[Saved entries]

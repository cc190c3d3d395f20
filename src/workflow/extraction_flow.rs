//! 题目提取流程 - 流程层（阶段 A）
//!
//! 流程顺序：
//! 1. 读取 `input/` 下的原始文档
//! 2. 切分 → 提取 → 校验编号
//! 3. 有记录：写 JSON 与整理稿；没有记录：写错误标记

use tracing::{info, warn};

use crate::config::Config;
use crate::error::{AppError, AppResult};
use crate::infrastructure::BlobStore;
use crate::models::QuestionRecord;
use crate::services::{ArtifactWriter, CleanPaths};
use crate::utils::logging::log_stage_start;
use crate::workflow::record_stream::extraction_records;

/// 阶段 A 的处理结果
#[derive(Debug, Clone, PartialEq, Eq)]
pub enum ExtractionOutcome {
    /// 解析出至少一道题
    Parsed {
        json_path: String,
        text_path: String,
        questions: usize,
    },
    /// 没有可提取的内容，已写错误标记
    NoQuestions { marker_path: String },
}

/// 题目提取流程
///
/// - 不持有存储资源，只借用
/// - 不关心事件从哪里来
pub struct ExtractionFlow<'a> {
    store: &'a dyn BlobStore,
    config: &'a Config,
}

impl<'a> ExtractionFlow<'a> {
    pub fn new(store: &'a dyn BlobStore, config: &'a Config) -> Self {
        Self { store, config }
    }

    /// 阶段 A 的产物路径
    pub fn paths(&self, object_name: &str) -> CleanPaths {
        CleanPaths::for_input(object_name, self.config)
    }

    /// 处理一个原始文档
    ///
    /// # 返回
    /// 源对象不存在时返回 `StorageError::NotFound`；
    /// 解析不出题目不算错误，返回 `NoQuestions`
    pub fn run(&self, object_name: &str) -> AppResult<ExtractionOutcome> {
        log_stage_start("阶段 A: 题目提取", object_name);

        if !self.store.exists(object_name)? {
            return Err(AppError::not_found(object_name));
        }

        let (ctx, mut stream) = extraction_records(self.store, object_name, self.config)?;
        let records: Vec<QuestionRecord> = stream.by_ref().collect::<AppResult<_>>()?;
        info!(
            "{} 解析完成: {} 道题, 丢弃 {} 个候选块",
            ctx,
            records.len(),
            stream.rejected()
        );

        let paths = self.paths(object_name);
        let writer = ArtifactWriter::new(self.store);

        if records.is_empty() {
            writer.write_error_marker(&paths.error_marker)?;
            warn!("⚠️ 没有解析出题目，已写入错误标记: {}", paths.error_marker);
            return Ok(ExtractionOutcome::NoQuestions {
                marker_path: paths.error_marker,
            });
        }

        writer.write_records_json(&paths.json, &records)?;
        info!("💾 已保存 JSON: {}", paths.json);
        writer.write_records_text(&paths.text, &records)?;
        info!("💾 已保存整理稿: {}", paths.text);

        Ok(ExtractionOutcome::Parsed {
            json_path: paths.json,
            text_path: paths.text,
            questions: records.len(),
        })
    }
}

◆ EXERCISE AIM ◆
Once you find the line containing "writer.write_records_text(&paths.text, &records)?;", copy it and every line after it through the end of the records, exactly as they stand.

◆ EXERCISE RESPONSE ◆
        writer.write_records_text(&paths.text, &records)?;
        info!("💾 已保存整理稿: {}", paths.text);

        Ok(ExtractionOutcome::Parsed {
            json_path: paths.json,
            text_path: paths.text,
            questions: records.len(),
        })
    }
}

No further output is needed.